However, AM modulation is also used for aircraft radio, an application on which human lives depend. This is because humans can understand the transmissions even if they’re affected by noise to some extent. The simplicity of AM modulation is its selling point. Technology related to AM modulation is also used in the latest radios, and it includes some very important areas relating to research into radio modulation and demodulation. With amplitude modulation, the amplitude of carrier wave C is shifted proportionally to the information data in the modulating signal m(t). Amplitude modulation has long been used for radio and television broadcasting. There are many types of amplitude modulation including AM (DSB-WC), DSB-SC, SSB-SC, VSB and so on. They each have their benefits and drawbacks, and are used as appropriate for the frequency band, transmitted power, required transmission quality and so on. AM radio uses the DSB (DSB-WC) modulation method where the direct current (positive component) is multiplied by the carrier wave and the modulated wave has a carrier wave component. The receiving wave includes a carrier wave component, so synchronization in the demodulation circuit is simplified. In double-sideband suppressed-carrier transmission (DSB-SC), the amplitude of the carrier wave is changed in accordance with the information. In DSB-SC modulation, the wave carrier is not transmitted in the modulated wave. DSB-SC is closely related to frequency conversion and single sideband suppressed carrier (SSB-SC) modulation, and is used in many applications.

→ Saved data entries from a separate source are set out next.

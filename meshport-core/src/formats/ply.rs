//! Stanford PLY reader, ASCII encoding only.
//!
//! ```text
//! ply
//! format ascii 1.0
//! element vertex 8
//! property float x
//! property float y
//! property float z
//! element face 12
//! property list uchar int vertex_indices
//! end_header
//! ```
use std::path::Path;

use ply_rs::parser::Parser;
use ply_rs::ply::{DefaultElement, Encoding, Header};
use tracing::{debug, warn};

use super::read_file;
use crate::error::{IoError, IoResult};
use crate::geometry::{fan_triangulate, Mesh, Vec3};

pub fn load_ply<P: AsRef<Path>>(path: P) -> IoResult<Mesh> {
    let data = read_file(path.as_ref())?;
    decode_ply(&data)
}

/// Element counts and vertex property names pulled from the header.
#[derive(Debug, Default)]
struct Layout {
    vertex_count: usize,
    face_count: usize,
    vertex_properties: Vec<String>,
}

impl Layout {
    fn from_header(header: &Header) -> Self {
        let mut layout = Self::default();
        for (name, element) in &header.elements {
            match name.as_str() {
                "vertex" => {
                    layout.vertex_count = element.count;
                    layout.vertex_properties = element.properties.keys().cloned().collect();
                }
                "face" => layout.face_count = element.count,
                _ => debug!(element = %name, "ignoring PLY element"),
            }
        }
        layout
    }

    /// Column holding `axis`, falling back to declaration order.
    fn column(&self, axis: &str, fallback: usize) -> usize {
        self.vertex_properties
            .iter()
            .position(|name| name == axis)
            .unwrap_or(fallback)
    }
}

/// Parse the header, leaving `reader` at the first body byte.
fn read_layout(reader: &mut &[u8]) -> IoResult<Layout> {
    let parser = Parser::<DefaultElement>::new();
    let header = parser
        .read_header(reader)
        .map_err(|e| IoError::malformed(format!("failed to parse PLY header: {e}")))?;

    if !matches!(header.encoding, Encoding::Ascii) {
        return Err(IoError::unsupported(format!(
            "PLY encoding {:?}, only ascii is supported",
            header.encoding
        )));
    }
    Ok(Layout::from_header(&header))
}

/// Decode an ASCII PLY file.
///
/// Each body line consumes one vertex or face slot even when it cannot be
/// parsed. Face indices outside the vertex list are dropped.
pub fn decode_ply(data: &[u8]) -> IoResult<Mesh> {
    let mut body = data;
    let layout = read_layout(&mut body)?;

    let text = String::from_utf8_lossy(body);
    let line_count = text.lines().count();
    let mut lines = text.lines();

    let columns = [
        layout.column("x", 0),
        layout.column("y", 1),
        layout.column("z", 2),
    ];

    // Declared counts are untrusted; a line holds at most one element
    let mut mesh = Mesh::with_capacity(
        layout.vertex_count.min(line_count),
        layout.face_count.min(line_count),
    );

    for line in lines.by_ref().take(layout.vertex_count) {
        let values: Vec<&str> = line.split_whitespace().collect();
        let coords: Option<Vec<f32>> = columns
            .iter()
            .map(|&col| values.get(col).and_then(|v| v.parse().ok()))
            .collect();
        if let Some(c) = coords {
            mesh.add_vertex(Vec3::new(c[0], c[1], c[2]));
        }
    }

    let mut dropped = 0usize;
    let mut polygon = Vec::new();
    for line in lines.take(layout.face_count) {
        let values: Vec<&str> = line.split_whitespace().collect();
        let Some(count) = values.first().and_then(|v| v.parse::<usize>().ok()) else {
            continue;
        };
        let Some(indices) = values.get(1..).and_then(|rest| rest.get(..count)) else {
            continue;
        };
        if count < 3 {
            continue;
        }

        polygon.clear();
        polygon.extend(
            indices
                .iter()
                .filter_map(|v| v.parse::<i64>().ok())
                .filter_map(|i| u32::try_from(i).ok()),
        );

        for [a, b, c] in fan_triangulate(&polygon) {
            if !mesh.add_face(a, b, c) {
                dropped += 1;
            }
        }
    }

    if dropped > 0 {
        warn!(dropped, "PLY faces referenced missing vertices");
    }
    debug!(
        vertices = mesh.vertex_count(),
        faces = mesh.face_count(),
        "decoded PLY"
    );
    Ok(mesh)
}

There is some confusion surrounding the various systems of amplitude modulation. For example, some people refer to AM as DSW, while others refer to DSB-SC as DSB. AM modulation is used as a generic term for amplitude modulation, but it includes a number of types, so it’s necessary to pay careful attention when discussing them. The types can be summarized as follows. Double sideband with carrier: DSB-WC(AM), referred to simply as DSW
Single sideband with carrier: SSB-WC
Double sideband suppressed carrier: DSB-SC
Single sideband suppressed carrier: SSB-SC
WC (With Carrier) means that the modulated wave includes a carrier wave component, and SC (Suppressed Carrier) means that there is no carrier wave component. 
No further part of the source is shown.